ABOUT THIS EXERCISE ▸ Copy exactly, please, the lines of the data from its start through the line containing "Repository Opening Tests".

EXERCISE INPUTS ▸
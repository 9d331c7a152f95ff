//! Integration tests for the Git interface.
//!
//! These tests use real git repositories created via tempfile to verify
//! that the Git interface works correctly with actual git operations.

mod support;

use std::fs;

use tempfile::TempDir;

use reposync::core::types::{BranchName, Oid, RefName};
use reposync::git::{Git, GitError};
use reposync::sync::Cancellation;

use support::{git_output, run_git, Upstream};

fn main_branch() -> BranchName {
    BranchName::new("main").unwrap()
}

/// Init a repository at `dir` with origin pointing at `upstream` and fetch.
fn fetched(dir: &std::path::Path, upstream: &Upstream) -> (Git, Oid) {
    let git = Git::init(dir).unwrap();
    git.ensure_remote("origin", &upstream.url()).unwrap();
    let tip = git
        .fetch_branch("origin", &main_branch(), &Cancellation::new())
        .unwrap()
        .expect("branch exists upstream");
    (git, tip)
}

// =============================================================================
// Repository Opening Tests
// =============================================================================

#[test]
fn open_non_repository_fails() {
    let dir = TempDir::new().unwrap();
    assert!(matches!(Git::open(dir.path()), Err(GitError::NotARepo { .. })));
}

#[test]
fn open_does_not_search_parents() {
    let dir = TempDir::new().unwrap();
    run_git(dir.path(), &["init"]);
    let nested = dir.path().join("nested");
    fs::create_dir(&nested).unwrap();

    assert!(matches!(Git::open(&nested), Err(GitError::NotARepo { .. })));
}

#[test]
fn open_bare_repository_is_rejected() {
    let upstream = Upstream::new("main");
    assert!(matches!(
        Git::open(&upstream.remote_path()),
        Err(GitError::BareRepo { .. })
    ));
}

// =============================================================================
// Transfer Tests
// =============================================================================

#[test]
fn fetch_branch_returns_remote_tip() {
    let upstream = Upstream::new("main");
    let dir = TempDir::new().unwrap();

    let (_git, tip) = fetched(dir.path(), &upstream);
    assert_eq!(tip.as_str(), upstream.tip());
}

#[test]
fn remote_tip_reads_advertisement_without_writing() {
    let upstream = Upstream::new("main");
    let dir = TempDir::new().unwrap();
    let git = Git::init(dir.path()).unwrap();
    git.ensure_remote("origin", &upstream.url()).unwrap();

    let tip = git
        .remote_tip("origin", &main_branch(), &Cancellation::new())
        .unwrap()
        .expect("branch exists upstream");

    assert_eq!(tip.as_str(), upstream.tip());
    assert!(!git.git_dir().join("FETCH_HEAD").exists());
    let tracking = RefName::for_remote_branch("origin", &main_branch());
    assert!(git.try_resolve_ref(&tracking).unwrap().is_none());
}

#[test]
fn remote_tip_missing_branch_is_none() {
    let upstream = Upstream::new("main");
    let dir = TempDir::new().unwrap();
    let git = Git::init(dir.path()).unwrap();
    git.ensure_remote("origin", &upstream.url()).unwrap();

    let tip = git
        .remote_tip(
            "origin",
            &BranchName::new("does-not-exist").unwrap(),
            &Cancellation::new(),
        )
        .unwrap();
    assert!(tip.is_none());
}

#[test]
fn remote_tip_honours_cancellation() {
    let upstream = Upstream::new("main");
    let dir = TempDir::new().unwrap();
    let git = Git::init(dir.path()).unwrap();
    git.ensure_remote("origin", &upstream.url()).unwrap();

    let cancel = Cancellation::new();
    cancel.cancel();
    assert!(matches!(
        git.remote_tip("origin", &main_branch(), &cancel),
        Err(GitError::Cancelled)
    ));
}

#[test]
fn fetch_prunes_branch_deleted_upstream() {
    let upstream = Upstream::new("main");
    let dir = TempDir::new().unwrap();
    let (git, _) = fetched(dir.path(), &upstream);

    run_git(&upstream.remote_path(), &["update-ref", "-d", "refs/heads/main"]);

    let tip = git
        .fetch_branch("origin", &main_branch(), &Cancellation::new())
        .unwrap();
    assert!(tip.is_none());
}

#[test]
fn fetch_missing_branch_is_none() {
    let upstream = Upstream::new("main");
    let dir = TempDir::new().unwrap();
    let git = Git::init(dir.path()).unwrap();
    git.ensure_remote("origin", &upstream.url()).unwrap();

    let tip = git
        .fetch_branch(
            "origin",
            &BranchName::new("does-not-exist").unwrap(),
            &Cancellation::new(),
        )
        .unwrap();
    assert!(tip.is_none());
}

#[test]
fn fetch_unreachable_remote_is_transient() {
    let dir = TempDir::new().unwrap();
    let git = Git::init(&dir.path().join("repo")).unwrap();
    let url = format!("file://{}/missing.git", dir.path().display());
    git.ensure_remote("origin", &url).unwrap();

    let err = git
        .fetch_branch("origin", &main_branch(), &Cancellation::new())
        .unwrap_err();
    assert!(err.is_transient(), "expected transient error, got {err:?}");
}

#[test]
fn fetch_with_cancelled_handle_does_nothing() {
    let upstream = Upstream::new("main");
    let dir = TempDir::new().unwrap();
    let git = Git::init(dir.path()).unwrap();
    git.ensure_remote("origin", &upstream.url()).unwrap();

    let cancel = Cancellation::new();
    cancel.cancel();
    assert!(matches!(
        git.fetch_branch("origin", &main_branch(), &cancel),
        Err(GitError::Cancelled)
    ));
}

#[test]
fn ensure_remote_reports_changes() {
    let upstream = Upstream::new("main");
    let dir = TempDir::new().unwrap();
    let git = Git::init(dir.path()).unwrap();

    assert!(git.ensure_remote("origin", &upstream.url()).unwrap());
    assert!(!git.ensure_remote("origin", &upstream.url()).unwrap());
    assert!(git.ensure_remote("origin", "file:///elsewhere.git").unwrap());
    assert_eq!(
        git.remote_url("origin").unwrap().as_deref(),
        Some("file:///elsewhere.git")
    );
}

// =============================================================================
// Branch and Working Tree Tests
// =============================================================================

#[test]
fn tracking_branch_checkout() {
    let upstream = Upstream::new("main");
    let dir = TempDir::new().unwrap();
    let (git, tip) = fetched(dir.path(), &upstream);

    git.create_tracking_branch("origin", &main_branch(), &tip).unwrap();
    git.checkout_branch(&main_branch()).unwrap();

    assert_eq!(git.head_oid().unwrap(), tip);
    assert_eq!(git.current_branch().unwrap(), Some(main_branch()));
    assert!(dir.path().join("README.md").exists());
    assert_eq!(
        git_output(dir.path(), &["rev-parse", "--abbrev-ref", "main@{upstream}"]),
        "origin/main"
    );
    assert!(git.worktree_status().unwrap().is_clean());
}

#[test]
fn fast_forward_moves_branch_and_tree() {
    let upstream = Upstream::new("main");
    let dir = TempDir::new().unwrap();
    let (git, tip) = fetched(dir.path(), &upstream);
    git.create_tracking_branch("origin", &main_branch(), &tip).unwrap();
    git.checkout_branch(&main_branch()).unwrap();

    upstream.commit("new.txt", "hello\n", "Add new file");
    let new_tip = git
        .fetch_branch("origin", &main_branch(), &Cancellation::new())
        .unwrap()
        .unwrap();
    assert!(git.is_ancestor(&tip, &new_tip).unwrap());
    assert!(!git.is_ancestor(&new_tip, &tip).unwrap());

    git.fast_forward(&main_branch(), &new_tip).unwrap();
    assert_eq!(git.head_oid().unwrap(), new_tip);
    assert_eq!(
        fs::read_to_string(dir.path().join("new.txt")).unwrap(),
        "hello\n"
    );
    assert!(git.worktree_status().unwrap().is_clean());
}

#[test]
fn worktree_status_sees_tracked_changes_only() {
    let upstream = Upstream::new("main");
    let dir = TempDir::new().unwrap();
    let (git, tip) = fetched(dir.path(), &upstream);
    git.create_tracking_branch("origin", &main_branch(), &tip).unwrap();
    git.checkout_branch(&main_branch()).unwrap();

    fs::write(dir.path().join("untracked.txt"), "x").unwrap();
    assert!(git.worktree_status().unwrap().is_clean());

    fs::write(dir.path().join("README.md"), "changed\n").unwrap();
    let status = git.worktree_status().unwrap();
    assert_eq!(status.unstaged, 1);
    assert!(!status.is_clean());
}

#[test]
fn force_checkout_head_discards_changes() {
    let upstream = Upstream::new("main");
    let dir = TempDir::new().unwrap();
    let (git, tip) = fetched(dir.path(), &upstream);
    git.create_tracking_branch("origin", &main_branch(), &tip).unwrap();
    git.checkout_branch(&main_branch()).unwrap();

    fs::write(dir.path().join("README.md"), "scribbled\n").unwrap();
    git.force_checkout_head().unwrap();

    assert_eq!(
        fs::read_to_string(dir.path().join("README.md")).unwrap(),
        "# Test Repo\n"
    );
}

RESULT ▸
repository 9d331c7a152f95ff
//! Integration tests for the Git interface.
//!
//! These tests use real git repositories created via tempfile to verify
//! that the Git interface works correctly with actual git operations.

mod support;

use std::fs;

use tempfile::TempDir;

use reposync::core::types::{BranchName, Oid, RefName};
use reposync::git::{Git, GitError};
use reposync::sync::Cancellation;

use support::{git_output, run_git, Upstream};

fn main_branch() -> BranchName {
    BranchName::new("main").unwrap()
}

/// Init a repository at `dir` with origin pointing at `upstream` and fetch.
fn fetched(dir: &std::path::Path, upstream: &Upstream) -> (Git, Oid) {
    let git = Git::init(dir).unwrap();
    git.ensure_remote("origin", &upstream.url()).unwrap();
    let tip = git
        .fetch_branch("origin", &main_branch(), &Cancellation::new())
        .unwrap()
        .expect("branch exists upstream");
    (git, tip)
}

// =============================================================================
// Repository Opening Tests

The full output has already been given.